Hypothesis Testing

9. Hypothesis Testing#

In the datasets we have explored in this book, we’ve seen differences between groups of people – and penguins – correlations between variables, and slopes of regression lines. Results like these are called observed effects because they appear in a sample, as contrasted with actual effects in the population, which we usually can’t observe directly. When we see an apparent effect, we should consider whether it is likely to be present in the larger population or whether it might appear in the sample by chance.

There are several ways to formulate this question, including Fisher null hypothesis testing, Neyman-Pearson decision theory, and Bayesian hypothesis testing. What I present here is a mixture of these approaches that is often used in practice.

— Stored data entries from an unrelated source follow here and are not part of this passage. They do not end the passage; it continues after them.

pub mod membership;
mod msg;
mod ws;

use axum::{debug_handler, extract::{Path, Query, State}, http::StatusCode, routing::{get, post}, Json, Router};
use serde::{Deserialize, Serialize};
use serde_json::{json, Value};
use sqlx::SqlitePool;
use time::OffsetDateTime;
use tower_sessions::Session;
use uuid::Uuid;

use crate::{auth, db::{self, ParticipantRole, Space, SpaceParticipant}, users, AppError, AppResult, AppState};

pub fn router() -> Router<AppState> {
    Router::new()
        .route("/", get(list_spaces).post(create_space))
        .route("/{id}", get(get_space))
        .route("/{id}/join", post(join_space))
        .route("/{id}/leave", post(leave_space))
        .route("/{id}/raise-hand", post(raise_hand))
        .route("/{id}/end", post(end_space))
        .route("/{id}/messages", get(msg::list_messages).post(msg::send_message))
        .route("/{id}/ws", get(ws::space_ws))
}

pub(crate) const SPACE_COLUMNS: &str =
    "id, host_id, title, description, tags, is_active, started_at, ended_at, created_at";

#[derive(Debug, Serialize)]
pub struct ParticipantResponse {
    pub account: users::UserPublic,
    pub role: ParticipantRole,
    pub is_muted: bool,
    pub is_speaking: bool,
    pub hand_raised: bool,
    #[serde(with = "time::serde::rfc3339")]
    pub joined_at: OffsetDateTime,
}

#[derive(Debug, Serialize)]
pub struct SpaceResponse {
    pub id: String,
    pub host_handle: String,
    pub title: String,
    pub description: Option<String>,
    pub tags: Vec<String>,
    pub is_active: bool,
    pub listener_count: i64,
    pub participants: Vec<ParticipantResponse>,
    #[serde(with = "time::serde::rfc3339::option")]
    pub started_at: Option<OffsetDateTime>,
    #[serde(with = "time::serde::rfc3339::option")]
    pub ended_at: Option<OffsetDateTime>,
}

#[derive(Debug, Serialize)]
pub struct SpaceListResponse {
    pub items: Vec<SpaceResponse>,
    pub total: i64,
}

async fn participant_responses(
    pool: &SqlitePool,
    space_id: &str,
) -> AppResult<Vec<ParticipantResponse>> {
    let rows = sqlx::query_as::<_, SpaceParticipant>(&format!(
        "SELECT {} FROM space_participants \
         WHERE space_id = ? AND left_at IS NULL ORDER BY joined_at",
        membership::PARTICIPANT_COLUMNS
    ))
    .bind(space_id)
    .fetch_all(pool)
    .await?;

    let mut participants = Vec::with_capacity(rows.len());
    for row in rows {
        let account = users::account_by_id(pool, &row.account_id)
            .await?
            .ok_or_else(|| AppError::not_found("User"))?;

        participants.push(ParticipantResponse {
            account: users::public_profile(pool, &account).await?,
            role: row.role,
            is_muted: row.is_muted,
            is_speaking: row.is_speaking,
            hand_raised: row.hand_raised,
            joined_at: row.joined_at,
        });
    }

    Ok(participants)
}

async fn space_to_response(pool: &SqlitePool, space: &Space) -> AppResult<SpaceResponse> {
    let host = users::account_by_id(pool, &space.host_id)
        .await?
        .ok_or_else(|| AppError::not_found("User"))?;

    let tags: Vec<String> = serde_json::from_str(&space.tags).unwrap_or_default();

    Ok(SpaceResponse {
        id: space.id.clone(),
        host_handle: host.handle,
        title: space.title.clone(),
        description: space.description.clone(),
        tags,
        is_active: space.is_active,
        listener_count: membership::listener_count(pool, &space.id).await?,
        participants: participant_responses(pool, &space.id).await?,
        started_at: space.started_at,
        ended_at: space.ended_at,
    })
}

#[derive(Debug, Deserialize)]
struct ListQuery {
    page: Option<u32>,
    per_page: Option<u32>,
}

#[debug_handler(state = AppState)]
async fn list_spaces(
    Query(query): Query<ListQuery>,
    State(db_pool): State<SqlitePool>,
) -> AppResult<Json<SpaceListResponse>> {
    let page = users::PageQuery {
        page: query.page.unwrap_or(1),
        per_page: query.per_page.unwrap_or(20),
    };

    let spaces = sqlx::query_as::<_, Space>(&format!(
        "SELECT {SPACE_COLUMNS} FROM spaces WHERE is_active = 1 \
         ORDER BY created_at DESC LIMIT ? OFFSET ?"
    ))
    .bind(page.limit())
    .bind(page.offset())
    .fetch_all(&db_pool)
    .await?;

    let (total,): (i64,) = sqlx::query_as("SELECT COUNT(*) FROM spaces WHERE is_active = 1")
        .fetch_one(&db_pool)
        .await?;

    let mut items = Vec::with_capacity(spaces.len());
    for space in &spaces {
        items.push(space_to_response(&db_pool, space).await?);
    }

    Ok(Json(SpaceListResponse { items, total }))
}

#[derive(Debug, Deserialize)]
struct CreateSpace {
    title: String,
    description: Option<String>,
    #[serde(default)]
    tags: Vec<String>,
}

/// The space row and its host participant row commit together, so a
/// space can never be observed without a host.
#[debug_handler(state = AppState)]
async fn create_space(
    State(db_pool): State<SqlitePool>,
    session: Session,
    Json(data): Json<CreateSpace>,
) -> AppResult<(StatusCode, Json<SpaceResponse>)> {
    let host = auth::require_account(&db_pool, &session).await?;

    if data.title.trim().is_empty() {
        return Err(AppError::validation("Space title cannot be empty"));
    }

    let id = Uuid::now_v7().to_string();
    let tags = serde_json::to_string(&data.tags)?;

    let mut tx = db_pool.begin().await?;

    sqlx::query(
        "INSERT INTO spaces (id, host_id, title, description, tags, started_at, created_at) \
         VALUES (?, ?, ?, ?, ?, ?, ?)",
    )
    .bind(&id)
    .bind(&host.id)
    .bind(&data.title)
    .bind(&data.description)
    .bind(&tags)
    .bind(db::now())
    .bind(db::now())
    .execute(&mut *tx)
    .await?;

    membership::insert_participant(&mut *tx, &id, &host.id, ParticipantRole::Host).await?;

    tx.commit().await?;

    tracing::info!("{} opened space {id}", host.handle);

    let space = membership::active_space(&db_pool, &id).await?;
    Ok((
        StatusCode::CREATED,
        Json(space_to_response(&db_pool, &space).await?),
    ))
}

#[debug_handler(state = AppState)]
async fn get_space(
    Path(id): Path<String>,
    State(db_pool): State<SqlitePool>,
) -> AppResult<Json<SpaceResponse>> {
    let space = sqlx::query_as::<_, Space>(&format!(
        "SELECT {SPACE_COLUMNS} FROM spaces WHERE id = ?"
    ))
    .bind(&id)
    .fetch_optional(&db_pool)
    .await?
    .ok_or_else(|| AppError::not_found("Space"))?;

    Ok(Json(space_to_response(&db_pool, &space).await?))
}

#[debug_handler(state = AppState)]
async fn join_space(
    Path(id): Path<String>,
    State(db_pool): State<SqlitePool>,
    session: Session,
) -> AppResult<Json<Value>> {
    let account = auth::require_account(&db_pool, &session).await?;
    membership::join(&db_pool, &id, &account.id).await?;
    Ok(Json(json!({"message": "Joined space"})))
}

#[debug_handler(state = AppState)]
async fn leave_space(
    Path(id): Path<String>,
    State(db_pool): State<SqlitePool>,
    session: Session,
) -> AppResult<Json<Value>> {
    let account = auth::require_account(&db_pool, &session).await?;
    membership::leave(&db_pool, &id, &account.id).await?;
    Ok(Json(json!({"message": "Left space"})))
}

#[debug_handler(state = AppState)]
async fn raise_hand(
    Path(id): Path<String>,
    State(db_pool): State<SqlitePool>,
    session: Session,
) -> AppResult<Json<Value>> {
    let account = auth::require_account(&db_pool, &session).await?;
    let raised = membership::toggle_hand(&db_pool, &id, &account.id).await?;
    Ok(Json(json!({"hand_raised": raised})))
}

#[debug_handler(state = AppState)]
async fn end_space(
    Path(id): Path<String>,
    State(db_pool): State<SqlitePool>,
    session: Session,
) -> AppResult<Json<Value>> {
    let account = auth::require_account(&db_pool, &session).await?;
    membership::end(&db_pool, &id, &account.id).await?;
    tracing::info!("space {id} ended");
    Ok(Json(json!({"message": "Space ended"})))
}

Click here to run this notebook on Colab.

9.1. Flipping Coins#

We’ll start with a simple example. When Euro coins were introduced in 2002, a curious coin enthusiast spun a Belgian one-Euro coin on edge 250 times and noted that it landed with the heads side up 140 times and tails side up 110 times. If the coin is perfectly balanced, we expect only 125 heads, so this data suggests the coin is biased. On the other hand, we don’t expect to get exactly 125 heads every time, so it’s possible that the coin is actually fair, and the apparent deviation from the expected value is due to chance. To see whether that’s plausible, we can perform a hypothesis test.

We’ll use the following function to compute the absolute difference between the observed number and the expected number if the coin is fair.

n = 250
p = 0.5


def deviation(heads):
    expected = n * p
    return np.abs(heads - expected)

In the observed data, this deviation is 15.

heads = 140
tails = 110

observed_stat = deviation(heads)
observed_stat

15.0

If the coin is actually fair, we can simulate the coin-spinning experiment by generating a sequence of random strings – either 'H' or 'T' with equal probability – and counting the number of times 'H' appears.

def simulate_flips():
    flips = np.random.choice(["H", "T"], size=n)
    heads = np.sum(flips == "H")
    return heads

Each time we call this function, we get the outcome of a simulated experiment.

np.random.seed(1)

simulate_flips()

The following loop simulates the experiment many times, computes the deviation for each one, and uses a list comprehension to collect the results in a list.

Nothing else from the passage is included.